A COISA COMO UM TODO
Desde o governo passado, Paulínia era pra ter uma PPP (Parceria Público Privada) pra coleta de lixo, mas a PPP acabou não sendo feita e nenhum outro processo licitatório foi aberto, procedimento normal a cada 5 anos e que pode ser prorrogado. Por isso, a Corpus precisou de contrato de emergência, afinal, a limpeza não pode parar. No entanto, isso não impede que um processo licitatório seja iniciado e é isso que causa tanta estranheza pelo favorecimento da Filadelfia.

A FRAGMENTAÇÃO
Sob o meu ponto de vista, desde que o Dixon assumiu, uma equipe tem se esforçado ao máximo para atrapalhar o trabalho da Corpus. Primeiro o governo segregou o serviço, ou seja, dividiu em vários segmentos para que outras empresas pudessem ser contratadas, o que faz com que o serviço seja mais caro para a municipalidade, sem a garantia de qualidade e ocasionando a demissão de muitos funcionários da Corpus justamente nesse período de crise que passa o Brasil.

O REFLEXO DA PRECARIEDADE
Espero que a Câmara, o Ministério Público e a população fiquem de olho. Enquanto a Filadelfia ganha espaço sobre a Corpus, o lixo vem se entulhando pela cidade e mecanismos técnicos e jurídicos vêm sendo usados para favorecer uma empresa sobre a outra. De minha parte, só quero saber como uma empresa com diversos processos no Serasa, sem funcionários o suficiente e com um faturamento de R$ 3,5 milhões ao ano pode assumir o compromisso de um contrato de R$ 3,5 milhões por mês? O que se pode esperar de uma situação dessa, já que a empresa quer oferecer um valor ainda mais baixo que a empresa capacitada?

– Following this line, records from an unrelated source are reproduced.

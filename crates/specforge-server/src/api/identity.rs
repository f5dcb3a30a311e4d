//! Acting-user extraction.
//!
//! Authentication happens in the gateway in front of this server, which
//! forwards the authenticated user id in the `x-user-id` header.

use axum::extract::FromRequestParts;
use axum::http::request::Parts;

use crate::api::error::ApiError;

/// Header carrying the authenticated user id.
pub const USER_HEADER: &str = "x-user-id";

const MAX_USER_ID_LEN: usize = 256;

/// The user a request acts on behalf of.
#[derive(Debug, Clone, PartialEq, Eq)]
pub struct ActingUser(pub String);

impl ActingUser {
    /// The user id as a string slice.
    #[must_use]
    pub fn id(&self) -> &str {
        &self.0
    }
}

impl<S: Send + Sync> FromRequestParts<S> for ActingUser {
    type Rejection = ApiError;

    async fn from_request_parts(parts: &mut Parts, _state: &S) -> Result<Self, Self::Rejection> {
        parts
            .headers
            .get(USER_HEADER)
            .and_then(|value| value.to_str().ok())
            .map(str::trim)
            .filter(|id| !id.is_empty() && id.len() <= MAX_USER_ID_LEN)
            .map(|id| Self(id.to_string()))
            .ok_or_else(|| {
                ApiError::unauthorized(
                    "unauthenticated",
                    format!("Missing or invalid {USER_HEADER} header"),
                )
            })
    }
}

#[cfg(test)]
mod tests {
    use super::*;
    use axum::http::Request;

    async fn extract(request: Request<()>) -> Result<ActingUser, ApiError> {
        let (mut parts, ()) = request.into_parts();
        ActingUser::from_request_parts(&mut parts, &()).await
    }

    #[tokio::test]
    async fn test_header_present() {
        let request = Request::builder()
            .header(USER_HEADER, " user-1 ")
            .body(())
            .unwrap();
        assert_eq!(extract(request).await.unwrap().id(), "user-1");
    }

    #[tokio::test]
    async fn test_header_missing_or_blank() {
        let missing = Request::builder().body(()).unwrap();
        assert!(matches!(
            extract(missing).await,
            Err(ApiError::Unauthorized { .. })
        ));

        let blank = Request::builder().header(USER_HEADER, "  ").body(()).unwrap();
        assert!(extract(blank).await.is_err());
    }
}
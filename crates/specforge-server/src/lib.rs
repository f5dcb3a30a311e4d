//! # specforge-server
//!
//! HTTP server library for specforge.
//!
//! This library provides the API handlers, state wiring and logging setup
//! used by the `specforge-server` binary and by the HTTP tests.

#![forbid(unsafe_code)]
#![warn(clippy::all, clippy::pedantic, clippy::nursery)]

pub mod api;
pub mod logging;
pub mod state;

POR FIM, UM PREFEITO INAPTO
Apenas para desenhar a situação atual: enquanto uma empresa estruturada, de serviço de qualidade, vai perdendo lugar, uma outra que já abandonou serviço em Paulínia e em outras cidades está chegando e tomando lugar. Precisamos pensar nisso! Porque a gente sabe o impacto que a limpeza tem na saúde, no meio ambiente e na qualidade de vida das pessoas. As coisas vêm acontecendo de um jeito estranho e não podemos ficar omissos. Por fim, Paulínia está à deriva e o que tinha de melhor em serviço público, está acabando. No fim das contas, estamos enfrentando o governo de um prefeito inapto, que tentou tanto chegar lá e agora parece não saber o que fazer com o cargo!